▸ **YOUR INSTRUCTIONS**: Print the first line of the data below and every one after it, through the line containing "let merged = match", exactly as written.
↓↓↓
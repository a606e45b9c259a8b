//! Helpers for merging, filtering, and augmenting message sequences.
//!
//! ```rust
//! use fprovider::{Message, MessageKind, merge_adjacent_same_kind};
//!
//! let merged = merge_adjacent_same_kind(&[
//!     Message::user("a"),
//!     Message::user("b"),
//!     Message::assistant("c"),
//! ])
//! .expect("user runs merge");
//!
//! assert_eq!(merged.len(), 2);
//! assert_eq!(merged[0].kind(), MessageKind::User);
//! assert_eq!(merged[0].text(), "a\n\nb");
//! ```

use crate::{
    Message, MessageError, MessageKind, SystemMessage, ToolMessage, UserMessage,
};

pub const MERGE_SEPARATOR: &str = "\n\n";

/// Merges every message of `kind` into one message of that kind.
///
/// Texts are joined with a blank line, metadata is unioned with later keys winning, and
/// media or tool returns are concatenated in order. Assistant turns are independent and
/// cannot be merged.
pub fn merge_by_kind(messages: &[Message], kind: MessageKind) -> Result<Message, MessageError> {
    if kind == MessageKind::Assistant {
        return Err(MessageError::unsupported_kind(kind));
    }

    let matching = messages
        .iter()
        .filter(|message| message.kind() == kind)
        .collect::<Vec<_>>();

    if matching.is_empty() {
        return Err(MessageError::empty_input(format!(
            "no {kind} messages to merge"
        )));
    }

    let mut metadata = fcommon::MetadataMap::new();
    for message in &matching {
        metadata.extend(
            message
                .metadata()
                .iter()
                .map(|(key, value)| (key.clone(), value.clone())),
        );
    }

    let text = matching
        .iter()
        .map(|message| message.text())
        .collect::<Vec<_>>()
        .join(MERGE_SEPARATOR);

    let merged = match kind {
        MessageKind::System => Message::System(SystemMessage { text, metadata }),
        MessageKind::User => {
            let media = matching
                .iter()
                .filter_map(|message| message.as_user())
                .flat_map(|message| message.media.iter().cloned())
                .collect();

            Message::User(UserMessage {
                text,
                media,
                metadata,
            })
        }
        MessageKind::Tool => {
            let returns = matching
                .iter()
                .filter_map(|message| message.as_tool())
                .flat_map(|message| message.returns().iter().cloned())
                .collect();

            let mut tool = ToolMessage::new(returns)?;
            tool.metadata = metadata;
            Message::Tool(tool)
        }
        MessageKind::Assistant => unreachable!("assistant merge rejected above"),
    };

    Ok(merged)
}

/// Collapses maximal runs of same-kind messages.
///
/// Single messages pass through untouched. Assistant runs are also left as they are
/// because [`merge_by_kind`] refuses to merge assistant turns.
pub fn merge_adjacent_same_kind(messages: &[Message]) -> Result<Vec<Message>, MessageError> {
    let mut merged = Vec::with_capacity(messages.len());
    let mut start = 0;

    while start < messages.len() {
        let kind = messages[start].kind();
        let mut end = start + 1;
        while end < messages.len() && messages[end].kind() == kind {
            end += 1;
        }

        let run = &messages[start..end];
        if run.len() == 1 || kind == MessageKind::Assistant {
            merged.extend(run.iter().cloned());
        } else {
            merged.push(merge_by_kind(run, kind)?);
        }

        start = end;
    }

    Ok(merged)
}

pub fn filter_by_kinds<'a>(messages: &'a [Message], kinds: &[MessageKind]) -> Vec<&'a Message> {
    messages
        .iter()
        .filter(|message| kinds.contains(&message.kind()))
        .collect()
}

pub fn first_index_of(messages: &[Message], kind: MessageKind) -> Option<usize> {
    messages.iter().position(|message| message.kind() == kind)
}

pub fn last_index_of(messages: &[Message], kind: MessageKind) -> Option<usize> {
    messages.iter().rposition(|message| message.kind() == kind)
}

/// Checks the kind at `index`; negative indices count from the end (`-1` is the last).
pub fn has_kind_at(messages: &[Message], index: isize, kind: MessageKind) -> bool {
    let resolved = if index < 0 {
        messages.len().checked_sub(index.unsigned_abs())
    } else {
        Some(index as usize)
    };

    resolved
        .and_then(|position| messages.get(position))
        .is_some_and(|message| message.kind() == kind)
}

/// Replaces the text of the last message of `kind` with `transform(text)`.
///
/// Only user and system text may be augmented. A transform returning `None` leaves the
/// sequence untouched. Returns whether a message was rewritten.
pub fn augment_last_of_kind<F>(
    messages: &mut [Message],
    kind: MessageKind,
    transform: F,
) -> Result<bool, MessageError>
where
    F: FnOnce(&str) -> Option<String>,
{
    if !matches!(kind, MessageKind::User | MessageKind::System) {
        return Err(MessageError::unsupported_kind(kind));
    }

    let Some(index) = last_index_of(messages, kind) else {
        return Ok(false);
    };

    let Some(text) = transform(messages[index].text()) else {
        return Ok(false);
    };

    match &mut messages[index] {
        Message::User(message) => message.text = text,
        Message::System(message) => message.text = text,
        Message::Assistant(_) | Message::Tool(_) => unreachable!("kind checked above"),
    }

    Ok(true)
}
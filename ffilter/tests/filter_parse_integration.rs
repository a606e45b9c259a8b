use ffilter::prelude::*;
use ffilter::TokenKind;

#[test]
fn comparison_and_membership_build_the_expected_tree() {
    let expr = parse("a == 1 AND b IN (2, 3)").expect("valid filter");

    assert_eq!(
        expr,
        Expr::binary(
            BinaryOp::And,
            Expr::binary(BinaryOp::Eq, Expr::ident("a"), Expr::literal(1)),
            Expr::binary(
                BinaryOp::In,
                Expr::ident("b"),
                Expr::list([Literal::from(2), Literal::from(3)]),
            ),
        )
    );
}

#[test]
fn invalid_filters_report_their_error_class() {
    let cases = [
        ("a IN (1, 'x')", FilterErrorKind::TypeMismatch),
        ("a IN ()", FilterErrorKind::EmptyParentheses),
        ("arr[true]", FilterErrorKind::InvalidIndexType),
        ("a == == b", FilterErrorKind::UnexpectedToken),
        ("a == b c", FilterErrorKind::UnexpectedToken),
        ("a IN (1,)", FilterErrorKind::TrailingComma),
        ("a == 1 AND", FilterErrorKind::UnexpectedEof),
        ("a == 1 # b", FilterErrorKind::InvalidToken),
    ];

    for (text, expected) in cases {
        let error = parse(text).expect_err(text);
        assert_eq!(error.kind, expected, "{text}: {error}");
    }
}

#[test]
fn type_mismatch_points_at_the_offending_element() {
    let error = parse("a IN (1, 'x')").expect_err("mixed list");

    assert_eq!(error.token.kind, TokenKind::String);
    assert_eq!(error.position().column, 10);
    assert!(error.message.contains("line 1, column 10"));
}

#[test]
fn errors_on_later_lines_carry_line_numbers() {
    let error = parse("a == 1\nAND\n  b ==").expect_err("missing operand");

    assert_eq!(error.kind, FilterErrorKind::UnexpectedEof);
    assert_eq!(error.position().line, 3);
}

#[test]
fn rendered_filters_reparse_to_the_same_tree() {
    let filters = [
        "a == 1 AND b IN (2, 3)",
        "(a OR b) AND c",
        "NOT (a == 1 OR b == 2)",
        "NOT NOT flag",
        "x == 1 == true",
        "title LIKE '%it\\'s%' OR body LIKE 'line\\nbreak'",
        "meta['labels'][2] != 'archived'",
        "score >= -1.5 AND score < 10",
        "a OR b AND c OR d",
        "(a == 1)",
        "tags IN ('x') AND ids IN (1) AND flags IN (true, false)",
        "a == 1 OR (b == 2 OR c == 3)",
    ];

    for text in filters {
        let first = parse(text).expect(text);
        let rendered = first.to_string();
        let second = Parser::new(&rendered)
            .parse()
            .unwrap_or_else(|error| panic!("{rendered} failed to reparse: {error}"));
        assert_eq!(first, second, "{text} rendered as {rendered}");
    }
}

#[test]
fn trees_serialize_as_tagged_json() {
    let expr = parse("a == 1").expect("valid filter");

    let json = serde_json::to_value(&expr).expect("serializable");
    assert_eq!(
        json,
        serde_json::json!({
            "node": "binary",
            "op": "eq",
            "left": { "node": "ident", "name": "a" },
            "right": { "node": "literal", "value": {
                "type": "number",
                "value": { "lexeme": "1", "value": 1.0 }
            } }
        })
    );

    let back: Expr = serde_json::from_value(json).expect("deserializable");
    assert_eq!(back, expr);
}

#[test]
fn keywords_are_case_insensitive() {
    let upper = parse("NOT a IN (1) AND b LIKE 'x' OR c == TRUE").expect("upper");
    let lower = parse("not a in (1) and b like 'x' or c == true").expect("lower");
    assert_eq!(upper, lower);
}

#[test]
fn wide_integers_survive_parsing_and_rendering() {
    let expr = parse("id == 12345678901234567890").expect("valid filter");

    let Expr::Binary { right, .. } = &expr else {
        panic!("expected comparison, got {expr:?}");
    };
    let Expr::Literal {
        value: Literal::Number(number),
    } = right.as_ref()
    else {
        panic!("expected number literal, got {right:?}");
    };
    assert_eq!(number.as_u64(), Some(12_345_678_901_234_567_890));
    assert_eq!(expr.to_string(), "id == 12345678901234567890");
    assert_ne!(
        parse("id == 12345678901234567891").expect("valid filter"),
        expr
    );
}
↑↑↑
▸ **TASK RESPONSE**:
repository a606e45b9c259a8b
//! Helpers for merging, filtering, and augmenting message sequences.
//!
//! ```rust
//! use fprovider::{Message, MessageKind, merge_adjacent_same_kind};
//!
//! let merged = merge_adjacent_same_kind(&[
//!     Message::user("a"),
//!     Message::user("b"),
//!     Message::assistant("c"),
//! ])
//! .expect("user runs merge");
//!
//! assert_eq!(merged.len(), 2);
//! assert_eq!(merged[0].kind(), MessageKind::User);
//! assert_eq!(merged[0].text(), "a\n\nb");
//! ```

use crate::{
    Message, MessageError, MessageKind, SystemMessage, ToolMessage, UserMessage,
};

pub const MERGE_SEPARATOR: &str = "\n\n";

/// Merges every message of `kind` into one message of that kind.
///
/// Texts are joined with a blank line, metadata is unioned with later keys winning, and
/// media or tool returns are concatenated in order. Assistant turns are independent and
/// cannot be merged.
pub fn merge_by_kind(messages: &[Message], kind: MessageKind) -> Result<Message, MessageError> {
    if kind == MessageKind::Assistant {
        return Err(MessageError::unsupported_kind(kind));
    }

    let matching = messages
        .iter()
        .filter(|message| message.kind() == kind)
        .collect::<Vec<_>>();

    if matching.is_empty() {
        return Err(MessageError::empty_input(format!(
            "no {kind} messages to merge"
        )));
    }

    let mut metadata = fcommon::MetadataMap::new();
    for message in &matching {
        metadata.extend(
            message
                .metadata()
                .iter()
                .map(|(key, value)| (key.clone(), value.clone())),
        );
    }

    let text = matching
        .iter()
        .map(|message| message.text())
        .collect::<Vec<_>>()
        .join(MERGE_SEPARATOR);

    let merged = match kind {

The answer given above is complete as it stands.